The World’s Most Advanced AI Wrote a Scarily Coherent Book on God, Aliens, & More
GPT-3 is the most advanced autoregressive language model in the world. To keep it simple, that means it’s very, very good at predicting the next word in a sentence.
However, in the process of predicting words, the sophisticated technology that underlies the model also allows it to engage in surprisingly emergent behavior.
For example, take a look at this paragraph:
Living a Meaningful Life, Keep Up
This was entirely written by GPT-3 on the subject of the meaning of life. There’s no editing or trickery here — it is the raw output of the model after being primed on a similar subject.
The text generation doesn’t stop there, by the way. There’s an entire chapter with similarly lucid and interesting thoughts, and that chapter is just one of eleven chapters in a new, 68-page book written entirely by AI.
Keep Up is as fascinating as it is provocative. The book was written in not days, weeks, or months, but hours. It features surprisingly cogent predictions of the future, and provides suggestions on things we can do to improve human outcomes. It also discusses some of the darker aspects of human society — suicide, murder, and more.
Considering that the capacity for complex language is one of the main differentiators between man and animal, and is also one of the key ways that we define the members of our species as, you know, our species — what will happen when sufficiently advanced language models are developed that can write, speak, and think better than we can?
What will schoolteachers do? Authors? Salespeople? How will the landscape of dating apps, education, and policy change when artificial intelligences are better at engaging with human beings than human beings are?

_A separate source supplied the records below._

//! Core module containing shared infrastructure components.
//!
//! This module provides the foundational building blocks for the MCP server,
//! including error handling, configuration, server lifecycle management,
//! and transport layer abstractions.

pub mod config;
pub mod error;
pub mod server;
pub mod transport;

pub use config::Config;
pub use error::{Error, Result};
pub use server::McpServer;
pub use transport::{TransportConfig, TransportService};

Many will draw simple parallels to the industrial and agricultural revolutions, saying that ‘it’s true that old jobs will be discarded, but new, better jobs that depend on new technology will be created’, and I think that’s true to a point.
But if Keep Up is anything to go by, AI is fast approaching our own capacity of human effectiveness. Many sections of that book were better than most works I could produce in days, and it likely took the algorithm just a few minutes.
When it breaches the human threshold, it will literally be better than us at every economically valuable task, from reading, to writing, to strategizing, to selling — and it makes one wonder whether we’ll soon be needed for anything.
It’s a scary proposition, and one that (unfortunately) we don’t yet have the answer for. Perhaps we should ask GPT-3, and see what it comes up with.